When you receive your genomic report, you have a movement of trepidation.What will it say? Will it have something that says you should do countermeasures immediately? Will it say something that you can do nothing about? The latter condition occurred for me. There were findings that had a strong impact on my psyche.

Two things were called out heavy.  The first was a cancer risk of melanoma (MC1R(R160W) locus). This did not concern me too greatly, as first my mom, and now my spouse have been diligent in their liberal application of sunscreen to the family.  Once I googled and pubmed searched the MC1R(R160W) locus, I found the evidence was less than compelling for a dramatic change of lifestyle. Just keep the sunscreen coming and I will likely be fine.

The carrier result was a little more of a shocker. A good personal friend has a daughter homozygous in this gene. It was discovered in utero and they have been vigilant ever since. Their daughter is now in her teens. Doing exceptionally well and acting like any normal kid – currently enthralled with dance class and other outdoor activities. She is a great example of preventative medicine done right. So getting tagged as pathogenic in this gene is giving me mixed feelings.  A mix of some worry and yet, almost pride. Even though my good friends don’t share my specific genetic lesion, it still feels very personal and connecting. Furthermore, this is one of the genes where modern genomic medicine is making great progress in understanding and treatment.

Will you also be a carrier of a pathogenic variation?
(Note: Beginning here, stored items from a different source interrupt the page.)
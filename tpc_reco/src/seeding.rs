//! Three-point helix seeds, with and without a known time-zero.
//!
//! # Point selection
//! Clusters are scanned in row order. A cluster is picked when its global
//! row reaches a moving threshold (`seeding_row`, then `+ seeding_dist` after
//! every pick), or when it is the last cluster of the list. Three picks end
//! the scan.
//!
//! # Passes
//! - [`SeedPass::TimeZero`]: the depth coordinate is the raw drift time.
//!   The seed is propagated to the beam axis; its z there gives the event
//!   time-zero, see [`SeedBuilder::time0_from_seed`].
//! - [`SeedPass::Physical`]: depths come from the drift time and the
//!   time-zero of the first pass.

use crate::{
    error::SeedError,
    propagation::{PropagationOptions, PION_MASS},
    track_param::{TrackParam, ALMOST_ONE, B2C},
    types::{Cluster, ClusterSource, CorrectionMode, ParamCov, ParamVec, PointConversion, Providers, TrackPoint},
};
use serde::{Deserialize, Serialize};
use tracing::{debug, warn};

/// Seeding parameters.
#[derive(Clone, Debug, PartialEq, Serialize, Deserialize)]
#[serde(default)]
pub struct SeedConfig {
    /// Global row of the first seed point
    pub seeding_row: u16,
    /// Row spacing between seed points
    pub seeding_dist: u16,
    /// Scale applied to the seed covariance diagonal
    pub covariance_scale: f64,
    /// Largest |x| at the axis for a usable time-zero seed (cm)
    pub axis_tolerance: f64,
    /// Assumed |z| of all points for [`CorrectionMode::DetectorCenter`] (cm)
    pub center_z: f64,
    /// Dip angle assumed for [`CorrectionMode::AverageEta`] (degrees)
    pub average_dip_deg: f64,
    /// Propagation of the time-zero seed to the axis
    pub axis_propagation: PropagationOptions,
}

impl Default for SeedConfig {
    fn default() -> Self {
        Self {
            seeding_row: 10,
            seeding_dist: 70,
            covariance_scale: 10.0,
            axis_tolerance: 3.0,
            center_z: 125.0,
            average_dip_deg: 22.5,
            axis_propagation: PropagationOptions {
                mass: PION_MASS,
                max_step: 5.0,
                rotate_to_local: true,
                max_snp: 0.85,
                use_material: false,
            },
        }
    }
}

/// Which of the two seeding passes is run.
#[derive(Clone, Copy, Debug, PartialEq, Serialize, Deserialize)]
pub enum SeedPass {
    TimeZero,
    Physical { time0: f64 },
}

/// Builds seeds for track candidates.
#[derive(Clone)]
pub struct SeedBuilder<'a> {
    pub config: SeedConfig,
    conversion: PointConversion,
    providers: Providers<'a>,
}

impl<'a> SeedBuilder<'a> {
    pub fn new(config: SeedConfig, conversion: PointConversion, providers: Providers<'a>) -> Self {
        Self {
            config,
            conversion,
            providers,
        }
    }

    /// Pick the three seed clusters.
    pub fn select<'c>(&self, clusters: &'c [Cluster]) -> Result<[&'c Cluster; 3], SeedError> {
        let geometry = self.providers.geometry;
        let mut next_row = self.config.seeding_row;
        let mut picked: Vec<&Cluster> = Vec::with_capacity(3);
        let last = clusters.len().saturating_sub(1);

        for (i, cluster) in clusters.iter().enumerate() {
            let sector = geometry.sector(cluster.sector)?;
            // no pad row behind this cluster
            if cluster.row >= geometry.n_rows(sector.roc) {
                continue;
            }
            let row = geometry.global_row(&sector, cluster.row);
            if row >= next_row || i == last {
                picked.push(cluster);
                next_row = next_row.saturating_add(self.config.seeding_dist);
                if picked.len() == 3 {
                    break;
                }
            }
        }

        match picked.as_slice() {
            [a, b, c] => Ok([*a, *b, *c]),
            _ => Err(SeedError::InsufficientPoints {
                found: picked.len(),
                first_row: self.config.seeding_row,
                spacing: self.config.seeding_dist,
            }),
        }
    }

    /// Space point of a seed cluster for the given pass.
    fn seed_point(&self, cluster: &Cluster, source: ClusterSource, pass: SeedPass) -> Result<TrackPoint, SeedError> {
        let geometry = self.providers.geometry;
        let sector = geometry.sector(cluster.sector)?;
        let time0 = match pass {
            SeedPass::Physical { time0 } if !self.conversion.ideal_tracking => Some(time0),
            _ => None,
        };
        let mut point = TrackPoint::from_cluster(cluster, geometry, time0)?;

        let mode = self.conversion.correction;
        if source == ClusterSource::Distorted && mode != CorrectionMode::None {
            let sign = sector.side.sign();
            if pass == SeedPass::TimeZero {
                match mode {
                    CorrectionMode::DetectorCenter => point.xyz.z = self.config.center_z * sign,
                    CorrectionMode::AverageEta => {
                        point.xyz.z = self.config.average_dip_deg.to_radians().tan() * point.radius() * sign
                    }
                    _ => {}
                }
            }
            if mode == CorrectionMode::Ideal {
                point.xyz.z = cluster.z;
            }
            let corrected = self.providers.correction.correct_point(point.as_array(), cluster.sector);
            point.xyz = corrected.into();
        }

        if pass == SeedPass::TimeZero {
            point.xyz.z = cluster.time_bin;
        }
        Ok(point)
    }

    /// Build a seed from an ordered cluster list.
    pub fn build(&self, clusters: &[Cluster], source: ClusterSource, pass: SeedPass) -> Result<TrackParam, SeedError> {
        let picked = self.select(clusters)?;
        let points = [
            self.seed_point(picked[0], source, pass)?,
            self.seed_point(picked[1], source, pass)?,
            self.seed_point(picked[2], source, pass)?,
        ];
        let mut seed = helix_from_points(&points, self.providers.propagator.bz())?;
        seed.reset_covariance(self.config.covariance_scale);

        if pass == SeedPass::TimeZero {
            let reached = self
                .providers
                .propagator
                .propagate_to(&mut seed, 0.0, &self.config.axis_propagation);
            if seed.x.abs() > self.config.axis_tolerance {
                warn!(
                    x = seed.x,
                    alpha = seed.alpha,
                    y = seed.y(),
                    z = seed.z(),
                    snp = seed.snp(),
                    "time-zero seed did not reach the beam axis"
                );
                return Err(SeedError::TimeZeroNotConverged { x: seed.x });
            }
            if let Err(err) = reached {
                debug!(error = %err, x = seed.x, "time-zero seed stopped close to the axis");
            }
        }
        Ok(seed)
    }

    /// Event time-zero from a time-zero seed sitting at the beam axis.
    pub fn time0_from_seed(&self, seed: &TrackParam) -> Result<f64, SeedError> {
        let geometry = self.providers.geometry;
        let sector = geometry.sector(0)?;
        Ok(seed.z() - geometry.z_length(&sector) / geometry.drift_velocity())
    }
}

/// Closed-form helix through three space points, in the frame of the first.
///
/// Curvature from the circumscribed circle, κ = 2·(p₁−p₀)×(p₂−p₀) / (|p₁−p₀|·|p₂−p₁|·|p₂−p₀|);
/// the direction at p₀ is the chord direction minus half the turning angle.
/// Collinear points give a straight track (q/pT = 0).
pub fn helix_from_points(points: &[TrackPoint; 3], bz: f64) -> Result<TrackParam, SeedError> {
    const MIN_DISTANCE: f64 = 1e-6;

    let alpha = points[0].xyz.y.atan2(points[0].xyz.x);
    let [p0, p1, p2] = [points[0].rotate(alpha), points[1].rotate(alpha), points[2].rotate(alpha)];
    let (x0, y0, z0) = (p0.xyz.x, p0.xyz.y, p0.xyz.z);
    let (dx1, dy1) = (p1.xyz.x - x0, p1.xyz.y - y0);
    let (dx2, dy2) = (p2.xyz.x - x0, p2.xyz.y - y0);

    let l01 = dx1.hypot(dy1);
    let l02 = dx2.hypot(dy2);
    let l12 = (p2.xyz.x - p1.xyz.x).hypot(p2.xyz.y - p1.xyz.y);
    if l01 < MIN_DISTANCE || l02 < MIN_DISTANCE || l12 < MIN_DISTANCE {
        return Err(SeedError::Degenerate("coincident seed points"));
    }

    let crv = 2.0 * (dx1 * dy2 - dy1 * dx2) / (l01 * l12 * l02);
    let phi0 = dy1.atan2(dx1) - (0.5 * crv * l01).clamp(-1.0, 1.0).asin();
    let snp = phi0.sin();
    if snp.abs() >= ALMOST_ONE || phi0.cos() <= 0.0 {
        return Err(SeedError::Degenerate("seed points do not move outward"));
    }

    let arc02 = if (crv * l02).abs() < 1e-9 {
        l02
    } else {
        2.0 * (0.5 * crv * l02).clamp(-1.0, 1.0).asin() / crv
    };
    let tgl = (p2.xyz.z - z0) / arc02;
    let cc = bz * B2C;
    let q_pt = if cc.abs() < f64::EPSILON { 0.0 } else { crv / cc };

    let params = ParamVec::new(y0, z0, snp, tgl, q_pt);
    if !params.iter().all(|v| v.is_finite()) {
        return Err(SeedError::Degenerate("non-finite helix parameters"));
    }

    let sy2 = p0.cov[(1, 1)].max(p1.cov[(1, 1)]).max(p2.cov[(1, 1)]);
    let sz2 = p0.cov[(2, 2)].max(p1.cov[(2, 2)]).max(p2.cov[(2, 2)]);
    let crv_var = 64.0 * sy2 / (l02 * l02 * l02 * l02);
    let mut cov = ParamCov::zeros();
    cov[(0, 0)] = sy2;
    cov[(1, 1)] = sz2;
    cov[(2, 2)] = 4.0 * sy2 / (l02 * l02);
    cov[(3, 3)] = 4.0 * sz2 / (l02 * l02);
    cov[(4, 4)] = if cc.abs() < f64::EPSILON { 100.0 } else { crv_var / (cc * cc) };

    Ok(TrackParam::new(x0, alpha, params, cov))
}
Carrier status is something all of us should expect.  Veritas recently publicly disclosed at the Precision Medicine World Congress that their database has 90% of customer reports as returning with carrier status for at least one pathogenic variant. Recent discussions with Robert Green at Harvard confirm this – he showed me a large dataset that gave the number as 92% of healthy populations as being carriers for known pathogenic variants. You might think that there are a lucky few (10%) who are not carriers, but think again. The average person will have close to 3 million differences from the reference genome and this may be an underestimate.  Distribute that unbiased across the genome and we have coding regions with close to 50 thousand variations since you have roughly 20 thousand genes. that means every gene has a approximately 2 variations in it. Now lots of approximating, and does not factor in selection against bad variations. Yet in that quick calculation, the main message is every gene is likely to have a variation and some genes will have multiple variations. So the original question of how many of these are pathogenic, becomes difficult to approximate. Publications suggest we may have up about 1300 suspect variations hiding in our genome. Yet definitive variants with “known” pathogenicity is likely to be much lower in your genome.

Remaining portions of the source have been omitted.